Come funziona il calcolo del tassista
Prendere un taxi in città è un'abitudine comune, ma vi siete mai chiesti come faccia quel piccolo apparecchio sul cruscotto a stabilire la cifra esatta da pagare? Il segreto del tassametro risiede in un sistema intelligente che unisce due fattori principali: la distanza e il tempo.
Appena la corsa ha inizio, il dispositivo entra in azione collegandosi agli ingranaggi del veicolo. Il calcolo principale si basa sui metri effettivamente percorsi durante il tragitto, applicando una tariffa chilometrica stabilita dal comune di appartenenza. Tuttavia, la circolazione urbana è fatta di semafori rossi e traffico intenso: è qui che entra in gioco la seconda variabile. Quando il taxi è bloccato in coda o procede a passo d'uomo, il tassametro passa a calcolare il tempo trascorso in sosta, convertendolo in un costo orario per compensare l'attesa.

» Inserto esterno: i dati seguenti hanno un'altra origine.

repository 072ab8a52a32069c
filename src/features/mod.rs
pub mod api_keys;
pub mod auth;
pub mod clients;
pub mod cost_centers;
pub mod dashboard;
pub mod demo_requests;
pub mod expense_types;
pub mod invoices;
pub mod projects;
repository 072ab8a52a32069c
//! Modules layer - Infrastructure components for external integrations
//!
//! Contains the client for the remote backend API and the process-local
//! request cache and rate limiter that sit in front of it.

pub mod backend;
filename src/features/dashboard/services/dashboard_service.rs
use std::sync::Arc;

use crate::features::api_keys::ApiKeyService;
use crate::features::auth::session::SessionPayload;
use crate::features::cost_centers::dtos::CostCenterStats;
use crate::features::cost_centers::CostCenterService;
use crate::features::dashboard::dtos::DashboardStats;
use crate::features::invoices::InvoiceService;
use crate::features::projects::ProjectService;
use crate::shared::types::ChartDatum;

/// Aggregates the other feature services into the dashboard view
pub struct DashboardService {
    projects: Arc<ProjectService>,
    api_keys: Arc<ApiKeyService>,
    invoices: Arc<InvoiceService>,
    cost_centers: Arc<CostCenterService>,
}

impl DashboardService {
    pub fn new(
        projects: Arc<ProjectService>,
        api_keys: Arc<ApiKeyService>,
        invoices: Arc<InvoiceService>,
        cost_centers: Arc<CostCenterService>,
    ) -> Self {
        Self {
            projects,
            api_keys,
            invoices,
            cost_centers,
        }
    }

    // ========================================================================
    // Summary
    // ========================================================================

    /// Stat cards and the cost center chart. Sources load concurrently and
    /// each one that fails counts as empty.
    pub async fn overview(&self, session: &SessionPayload) -> (DashboardStats, Vec<ChartDatum>) {
        let (projects, api_keys, cost_centers, invoices) = tokio::join!(
            self.projects.list(session),
            self.api_keys.list(session),
            self.cost_centers.list(session),
            self.invoices.invoice_stats(session),
        );

        let projects = projects.unwrap_or_else(|e| {
            tracing::warn!("Dashboard projects unavailable: {}", e);
            Vec::new()
        });
        let api_keys = api_keys.unwrap_or_else(|e| {
            tracing::warn!("Dashboard API keys unavailable: {}", e);
            Vec::new()
        });
        let cost_centers = cost_centers.unwrap_or_else(|e| {
            tracing::warn!("Dashboard cost centers unavailable: {}", e);
            Vec::new()
        });

        let chart = CostCenterStats::from_centers(&cost_centers).chart();
        let stats = DashboardStats::collect(&projects, &api_keys, &cost_centers, invoices);
        (stats, chart)
    }

    // ========================================================================
    // Charts
    // ========================================================================

    pub async fn cost_center_chart(&self, session: &SessionPayload) -> Vec<ChartDatum> {
        self.cost_centers.chart_data(session).await
    }
}

#[cfg(test)]
mod tests {
    use super::*;
    use crate::shared::test_helpers::{
        backend_client, fast_gateway_config, spawn_backend, test_session,
    };
    use axum::{http::StatusCode, routing::get, Json, Router};
    use serde_json::json;

    fn dashboard(url: &str) -> DashboardService {
        let backend = backend_client(url);
        DashboardService::new(
            Arc::new(ProjectService::new(backend.clone())),
            Arc::new(ApiKeyService::new(backend.clone())),
            Arc::new(InvoiceService::new(backend.clone(), fast_gateway_config())),
            Arc::new(CostCenterService::new(backend)),
        )
    }

    #[tokio::test]
    async fn test_failed_sources_count_as_zero() {
        let url = spawn_backend(
            Router::new()
                .route(
                    "/api/v1/clients/2/projects",
                    get(|| async { StatusCode::INTERNAL_SERVER_ERROR }),
                )
                .route(
                    "/api/v1/clients/2/keys",
                    get(|| async {
                        Json(json!({"data": [
                            {"id": 1, "key": "k1", "isRevoked": true},
                            {"id": 2, "key": "k2", "isRevoked": false}
                        ]}))
                    }),
                )
                .route(
                    "/api/v1/clients/2/CostCenters",
                    get(|| async {
                        Json(json!({"data": [
                            {"id": 1, "name": "Ops", "isActive": true},
                            {"id": 2, "name": "Old", "isActive": false}
                        ]}))
                    }),
                )
                .route(
                    "/api/Invoices",
                    get(|| async { StatusCode::SERVICE_UNAVAILABLE }),
                ),
        )
        .await;

        let (stats, chart) = dashboard(&url).overview(&test_session()).await;

        assert_eq!(stats.total_projects, 0);
        assert_eq!(stats.total_api_keys, 2);
        assert_eq!(stats.revoked_api_keys, 1);
        assert_eq!(stats.total_cost_centers, 2);
        assert_eq!(stats.active_cost_centers, 1);
        assert_eq!(stats.invoices.total, 0);
        assert_eq!(
            chart,
            vec![
                ChartDatum::new("Active Centers", 1),
                ChartDatum::new("Inactive Centers", 1),
            ]
        );
    }
}
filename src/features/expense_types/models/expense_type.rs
use serde::{Deserialize, Serialize};
use utoipa::ToSchema;

use crate::features::cost_centers::models::CostCenter;
use crate::shared::types::de_id;

/// Sub-classification of expenses under a cost center
#[derive(Debug, Clone, Default, PartialEq, Serialize, Deserialize, ToSchema)]
#[serde(rename_all = "camelCase")]
pub struct ExpenseType {
    #[serde(default, deserialize_with = "de_id")]
    pub id: String,
    #[serde(default)]
    pub name: String,
    #[serde(default, deserialize_with = "de_id")]
    pub cost_center_id: String,
    #[serde(default)]
    pub cost_center: Option<CostCenterRef>,
    #[serde(default)]
    pub is_active: Option<bool>,
    #[serde(default)]
    pub created_date: Option<String>,
    #[serde(default)]
    pub modified_date: Option<String>,
    #[serde(default)]
    pub is_deleted: Option<bool>,
}

#[derive(Debug, Clone, Default, PartialEq, Eq, Serialize, Deserialize, ToSchema)]
pub struct CostCenterRef {
    #[serde(default, deserialize_with = "de_id")]
    pub id: String,
    #[serde(default)]
    pub name: String,
}

impl ExpenseType {
    pub fn is_deleted(&self) -> bool {
        self.is_deleted.unwrap_or(false)
    }

    /// Active unless the backend says otherwise
    pub fn is_active(&self) -> bool {
        self.is_active != Some(false)
    }

    /// Attach the owning cost center for display
    pub fn with_cost_center(mut self, center: &CostCenter) -> Self {
        self.cost_center = Some(CostCenterRef {
            id: center.id.clone(),
            name: center.name.clone(),
        });
        self
    }
}
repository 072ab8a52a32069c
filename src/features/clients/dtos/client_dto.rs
use serde::Serialize;
use utoipa::ToSchema;

use crate::features::clients::models::{Client, ClientUser};
use crate::shared::types::PageUser;

#[derive(Debug, Clone, Default, PartialEq, Eq, Serialize, ToSchema)]
#[serde(rename_all = "camelCase")]
pub struct ClientStats {
    pub total: usize,
    pub active: usize,
    pub inactive: usize,
}

impl ClientStats {
    pub fn from_clients(clients: &[Client]) -> Self {
        let active = clients.iter().filter(|c| c.is_active).count();
        Self {
            total: clients.len(),
            active,
            inactive: clients.len() - active,
        }
    }
}

#[derive(Debug, Serialize)]
pub struct ClientsPage {
    pub user: PageUser,
    pub active_nav: &'static str,
    pub clients: Vec<Client>,
    pub stats: ClientStats,
    pub error: Option<String>,
}

#[derive(Debug, Serialize)]
pub struct ClientDetailPage {
    pub user: PageUser,
    pub active_nav: &'static str,
    pub client_id: String,
    pub client: Option<Client>,
    pub users: Vec<ClientUser>,
    pub error: Option<String>,
}
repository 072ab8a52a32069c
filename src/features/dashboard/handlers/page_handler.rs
use axum::{extract::State, response::Html};
use std::sync::Arc;

use crate::core::error::Result;
use crate::features::auth::session::SessionPayload;
use crate::features::dashboard::dtos::DashboardPage;
use crate::features::dashboard::services::DashboardService;
use crate::shared::templates::render_page;
use crate::shared::types::PageUser;

pub async fn dashboard_page(
    State(service): State<Arc<DashboardService>>,
    session: SessionPayload,
) -> Result<Html<String>> {
    let (stats, cost_center_chart) = service.overview(&session).await;

    let page = DashboardPage {
        user: PageUser::from(&session),
        active_nav: "dashboard",
        stats,
        cost_center_chart,
    };
    Ok(render_page("dashboard.jinja", page)?)
}
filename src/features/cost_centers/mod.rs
//! Cost centers of the signed-in client.
//!
//! | Method | Path | Description |
//! |--------|------|-------------|
//! | GET | `/cost-center` | List page |
//! | POST | `/cost-center` | Create |
//! | POST | `/cost-center/{id}` | Update name and status |
//! | POST | `/cost-center/{id}/delete` | Delete |

pub mod dtos;
pub mod handlers;
pub mod models;
pub mod routes;
pub mod services;

pub use routes::routes;
pub use services::CostCenterService;
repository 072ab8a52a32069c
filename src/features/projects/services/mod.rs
mod project_service;

pub use project_service::ProjectService;
mod project_dto;

pub use project_dto::{ProjectForm, ProjectStats, ProjectsPage};
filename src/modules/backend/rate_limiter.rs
use std::collections::HashMap;
use std::time::{Duration, Instant};
use tokio::sync::Mutex;

/// Sliding-window call counter keyed by operation name.
///
/// A call is allowed while fewer than `max_requests` allowed calls happened
/// within the trailing `window`. Denied calls are not recorded.
pub struct RateLimiter {
    max_requests: usize,
    window: Duration,
    history: Mutex<HashMap<String, Vec<Instant>>>,
}

impl RateLimiter {
    pub fn new(max_requests: usize, window: Duration) -> Self {
        Self {
            max_requests,
            window,
            history: Mutex::new(HashMap::new()),
        }
    }

    /// Record an attempt for `key`; returns false when the cap is reached
    pub async fn check(&self, key: &str) -> bool {
        self.check_at(key, Instant::now()).await
    }

    async fn check_at(&self, key: &str, now: Instant) -> bool {
        let mut history = self.history.lock().await;
        let calls = history.entry(key.to_string()).or_default();
        calls.retain(|at| now.saturating_duration_since(*at) < self.window);

        if calls.len() >= self.max_requests {
            tracing::warn!(
                "Rate limit hit for {}: {}/{}",
                key,
                calls.len(),
                self.max_requests
            );
            return false;
        }

        calls.push(now);
        true
    }
}
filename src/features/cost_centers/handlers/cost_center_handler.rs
use axum::{
    extract::{Path, State},
    response::Html,
    Form,
};
use std::sync::Arc;

use crate::core::error::Result;
use crate::features::auth::session::SessionPayload;
use crate::features::cost_centers::dtos::{CostCenterForm, CostCenterStats, CostCentersPage};
use crate::features::cost_centers::services::CostCenterService;
use crate::shared::templates::render_page;
use crate::shared::types::{ActionState, PageUser};

async fn render(
    service: &CostCenterService,
    session: &SessionPayload,
    action: Option<ActionState>,
) -> Result<Html<String>> {
    let (cost_centers, error) = match service.list(session).await {
        Ok(centers) => (centers, None),
        Err(e) => (Vec::new(), Some(e.user_message())),
    };

    let page = CostCentersPage {
        user: PageUser::from(session),
        active_nav: "cost-center",
        stats: CostCenterStats::from_centers(&cost_centers),
        cost_centers,
        error,
        action,
    };
    Ok(render_page("cost_centers.jinja", page)?)
}

fn action_state(outcome: Result<String>) -> ActionState {
    match outcome {
        Ok(message) => ActionState::ok(message),
        Err(e) => ActionState::failed(e.user_message()),
    }
}

pub async fn cost_centers_page(
    State(service): State<Arc<CostCenterService>>,
    session: SessionPayload,
) -> Result<Html<String>> {
    render(&service, &session, None).await
}

pub async fn create_cost_center(
    State(service): State<Arc<CostCenterService>>,
    session: SessionPayload,
    Form(form): Form<CostCenterForm>,
) -> Result<Html<String>> {
    let action = action_state(service.create(&session, &form).await);
    render(&service, &session, Some(action)).await
}

pub async fn update_cost_center(
    State(service): State<Arc<CostCenterService>>,
    session: SessionPayload,
    Path(cost_center_id): Path<String>,
    Form(form): Form<CostCenterForm>,
) -> Result<Html<String>> {
    let action = action_state(service.update(&session, &cost_center_id, &form).await);
    render(&service, &session, Some(action)).await
}

pub async fn delete_cost_center(
    State(service): State<Arc<CostCenterService>>,
    session: SessionPayload,
    Path(cost_center_id): Path<String>,
) -> Result<Html<String>> {
    let action = action_state(service.delete(&session, &cost_center_id).await);
    render(&service, &session, Some(action)).await
}
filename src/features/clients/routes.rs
use std::sync::Arc;

use axum::{routing::get, Router};

use crate::features::clients::handlers;
use crate::features::clients::services::ClientService;

pub fn routes(service: Arc<ClientService>) -> Router {
    Router::new()
        .route("/clients", get(handlers::clients_page))
        .route("/clients/{client_id}", get(handlers::client_detail_page))
        .with_state(service)
}
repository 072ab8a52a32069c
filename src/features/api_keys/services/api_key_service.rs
use chrono::Local;
use reqwest::Method;
use serde_json::json;
use std::sync::Arc;

use crate::core::error::{AppError, Result};
use crate::features::api_keys::dtos::{ApiKeyForm, ApiKeyStats};
use crate::features::api_keys::models::ApiKey;
use crate::features::auth::session::SessionPayload;
use crate::modules::backend::{decode_list, BackendClient};

fn collection_path(client_id: &str) -> String {
    format!("/api/v1/clients/{}/keys", urlencoding::encode(client_id))
}

fn item_path(client_id: &str, id: &str) -> String {
    format!("{}/{}", collection_path(client_id), urlencoding::encode(id))
}

/// API keys issued to the signed-in client
pub struct ApiKeyService {
    backend: Arc<BackendClient>,
}

impl ApiKeyService {
    pub fn new(backend: Arc<BackendClient>) -> Self {
        Self { backend }
    }

    pub async fn list(&self, session: &SessionPayload) -> Result<Vec<ApiKey>> {
        let path = format!("{}?query.ShowAll=true", collection_path(&session.client_id));
        let body = self
            .backend
            .get(&path, &session.auth(), None, "fetch API keys")
            .await
            .map_err(|e| {
                tracing::error!("{}", e);
                AppError::ExternalServiceError("Failed to retrieve API keys.".to_string())
            })?;
        Ok(decode_list(body))
    }

    pub async fn create(&self, session: &SessionPayload, form: &ApiKeyForm) -> Result<String> {
        let name = form.name.trim();
        if name.is_empty() {
            return Err(AppError::Validation("Key name is required.".to_string()));
        }

        self.backend
            .send_json(
                Method::POST,
                &collection_path(&session.client_id),
                &session.auth(),
                &json!({ "key": name, "isRevoked": false }),
                None,
                "create API key",
            )
            .await
            .map_err(|e| {
                tracing::error!("{}", e);
                AppError::ExternalServiceError("Failed to create API Key.".to_string())
            })?;

        Ok("API Key created successfully.".to_string())
    }

    /// Flip the revocation flag relative to `currently_revoked`
    pub async fn toggle(
        &self,
        session: &SessionPayload,
        key_id: &str,
        currently_revoked: bool,
    ) -> Result<String> {
        let revoked = !currently_revoked;
        self.backend
            .send_json(
                Method::PUT,
                &item_path(&session.client_id, key_id),
                &session.auth(),
                &json!({ "isRevoked": revoked }),
                None,
                "update API key",
            )
            .await
            .map_err(|e| {
                tracing::error!("{}", e);
                AppError::ExternalServiceError("Failed to update API Key.".to_string())
            })?;

        Ok(if revoked {
            "API Key revoked successfully.".to_string()
        } else {
            "API Key activated successfully.".to_string()
        })
    }

    pub async fn delete(&self, session: &SessionPayload, key_id: &str) -> Result<String> {
        self.backend
            .delete(
                &item_path(&session.client_id, key_id),
                &session.auth(),
                None,
                "delete API key",
            )
            .await
            .map_err(|e| {
                tracing::error!("{}", e);
                AppError::ExternalServiceError("Failed to delete API Key.".to_string())
            })?;

        Ok("API Key deleted successfully.".to_string())
    }

    pub async fn stats(&self, session: &SessionPayload) -> Result<ApiKeyStats> {
        let keys = self.list(session).await?;
        Ok(ApiKeyStats::from_keys(&keys, Local::now().date_naive()))
    }
}
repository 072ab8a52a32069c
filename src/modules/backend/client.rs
use reqwest::header::{ACCEPT, AUTHORIZATION, SET_COOKIE};
use reqwest::{Method, RequestBuilder, StatusCode};
use serde::Serialize;
use serde_json::Value;
use std::time::Duration;
use thiserror::Error;

use crate::core::config::BackendConfig;

/// Credentials forwarded on every authenticated backend call
#[derive(Debug, Clone, PartialEq, Eq)]
pub struct BackendAuth {
    /// base64 of `email:password`
    pub basic_auth: String,
    pub user_key: String,
    pub client_key: Option<String>,
}

/// Failure of a backend call, phrased for the end user
#[derive(Debug, Error)]
pub enum BackendError {
    #[error("Timeout during {operation}. The server took too long to respond.")]
    Timeout { operation: String },

    #[error("Operation failed: {operation}. Status: {status}. Details: {details}")]
    Status {
        operation: String,
        status: u16,
        details: String,
        body: Value,
    },

    #[error("Failed to {operation}. Error: {message}")]
    Network { operation: String, message: String },

    #[error("Failed to {operation}. Error: {message}")]
    Decode { operation: String, message: String },
}

impl BackendError {
    pub fn status(&self) -> Option<u16> {
        match self {
            BackendError::Status { status, .. } => Some(*status),
            _ => None,
        }
    }

    /// Raw error body returned by the backend, if any
    pub fn body(&self) -> Option<&Value> {
        match self {
            BackendError::Status { body, .. } => Some(body),
            _ => None,
        }
    }

    /// A string member of the error body (`message`, `detail`, ...)
    pub fn body_field(&self, field: &str) -> Option<String> {
        self.body()?
            .get(field)?
            .as_str()
            .filter(|s| !s.is_empty())
            .map(str::to_string)
    }

    pub fn decode(operation: &str, err: impl std::fmt::Display) -> Self {
        BackendError::Decode {
            operation: operation.to_string(),
            message: err.to_string(),
        }
    }

    fn from_reqwest(operation: &str, err: reqwest::Error) -> Self {
        if err.is_timeout() {
            BackendError::Timeout {
                operation: operation.to_string(),
            }
        } else {
            BackendError::Network {
                operation: operation.to_string(),
                message: err.to_string(),
            }
        }
    }
}

/// Extract the most useful human-readable detail from an error body
pub fn error_details(body: &Value) -> String {
    const NO_DETAILS: &str = "No additional details from server.";

    match body {
        Value::String(text) if !text.is_empty() => text.clone(),
        Value::Object(map) => {
            for field in ["message", "error"] {
                if let Some(text) = map.get(field).and_then(Value::as_str) {
                    if !text.is_empty() {
                        return text.to_string();
                    }
                }
            }
            if let Some(Value::Array(messages)) = map.get("messages") {
                return messages
                    .iter()
                    .map(|m| m.as_str().map(str::to_string).unwrap_or_else(|| m.to_string()))
                    .collect::<Vec<_>>()
                    .join(", ");
            }
            serde_json::to_string(body).unwrap_or_else(|_| NO_DETAILS.to_string())
        }
        Value::Null => NO_DETAILS.to_string(),
        Value::String(_) => NO_DETAILS.to_string(),
        other => other.to_string(),
    }
}

/// Status, cookies and decoded body of a backend response
#[derive(Debug)]
pub struct BackendResponse {
    pub status: StatusCode,
    pub set_cookies: Vec<String>,
    pub body: Value,
}

/// HTTP client for the remote backend API
pub struct BackendClient {
    http: reqwest::Client,
    base_url: String,
}

impl BackendClient {
    pub fn new(config: &BackendConfig) -> Result<Self, BackendError> {
        let http = reqwest::Client::builder()
            .timeout(config.timeout)
            .redirect(reqwest::redirect::Policy::limited(3))
            .build()
            .map_err(|e| BackendError::Network {
                operation: "build backend client".to_string(),
                message: e.to_string(),
            })?;

        Ok(Self {
            http,
            base_url: config.api_url.trim_end_matches('/').to_string(),
        })
    }

    pub fn base_url(&self) -> &str {
        &self.base_url
    }

    fn url(&self, path: &str) -> String {
        format!("{}{}", self.base_url, path)
    }

    /// Request without caller credentials
    pub fn anonymous(&self, method: Method, path: &str) -> RequestBuilder {
        self.http
            .request(method, self.url(path))
            .header(ACCEPT, "application/json")
    }

    /// Request carrying basic auth, user key and (when known) client key
    pub fn authorized(&self, method: Method, path: &str, auth: &BackendAuth) -> RequestBuilder {
        let request = self
            .anonymous(method, path)
            .header(AUTHORIZATION, format!("Basic {}", auth.basic_auth))
            .header("X-USER-KEY", &auth.user_key);

        match &auth.client_key {
            Some(client_key) => request.header("X-API-KEY", client_key),
            None => request,
        }
    }

    /// Send and decode without judging the status code
    pub async fn send_raw(
        &self,
        request: RequestBuilder,
        timeout: Option<Duration>,
        operation: &str,
    ) -> Result<BackendResponse, BackendError> {
        let request = match timeout {
            Some(timeout) => request.timeout(timeout),
            None => request,
        };

        let response = request
            .send()
            .await
            .map_err(|e| BackendError::from_reqwest(operation, e))?;

        let status = response.status();
        let set_cookies = response
            .headers()
            .get_all(SET_COOKIE)
            .iter()
            .filter_map(|v| v.to_str().ok())
            .map(str::to_string)
            .collect();

        let text = response
            .text()
            .await
            .map_err(|e| BackendError::from_reqwest(operation, e))?;

        let body = if text.trim().is_empty() {
            Value::Null
        } else {
            serde_json::from_str(&text).unwrap_or(Value::String(text))
        };

        Ok(BackendResponse {
            status,
            set_cookies,
            body,
        })
    }

    /// Send, failing on any non-2xx status
    pub async fn send(
        &self,
        request: RequestBuilder,
        timeout: Option<Duration>,
        operation: &str,
    ) -> Result<Value, BackendError> {
        let response = self.send_raw(request, timeout, operation).await?;

        if !response.status.is_success() {
            let details = error_details(&response.body);
            tracing::error!(
                "Backend error during {}: HTTP {} - {}",
                operation,
                response.status,
                details
            );
            return Err(BackendError::Status {
                operation: operation.to_string(),
                status: response.status.as_u16(),
                details,
                body: response.body,
            });
        }

        Ok(response.body)
    }

    pub async fn get(
        &self,
        path: &str,
        auth: &BackendAuth,
        timeout: Option<Duration>,
        operation: &str,
    ) -> Result<Value, BackendError> {
        self.send(self.authorized(Method::GET, path, auth), timeout, operation)
            .await
    }

    pub async fn send_json<B: Serialize + ?Sized>(
        &self,
        method: Method,
        path: &str,
        auth: &BackendAuth,
        body: &B,
        timeout: Option<Duration>,
        operation: &str,
    ) -> Result<Value, BackendError> {
        self.send(
            self.authorized(method, path, auth).json(body),
            timeout,
            operation,
        )
        .await
    }

    pub async fn delete(
        &self,
        path: &str,
        auth: &BackendAuth,
        timeout: Option<Duration>,
        operation: &str,
    ) -> Result<Value, BackendError> {
        self.send(
            self.authorized(Method::DELETE, path, auth),
            timeout,
            operation,
        )
        .await
    }
}
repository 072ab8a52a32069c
mod client_service;

pub use client_service::ClientService;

Arrivati a destinazione, il totale che compare sul display non è ancora definitivo. Il tassista provvede infatti a sommare eventuali supplementi extra previsti dal tariffario ufficiale, come il trasporto di valigie ingombranti, corse notturne o chiamate effettuate tramite radiotaxi. Il risultato finale garantisce così una tariffa trasparente e calcolata al millimetro.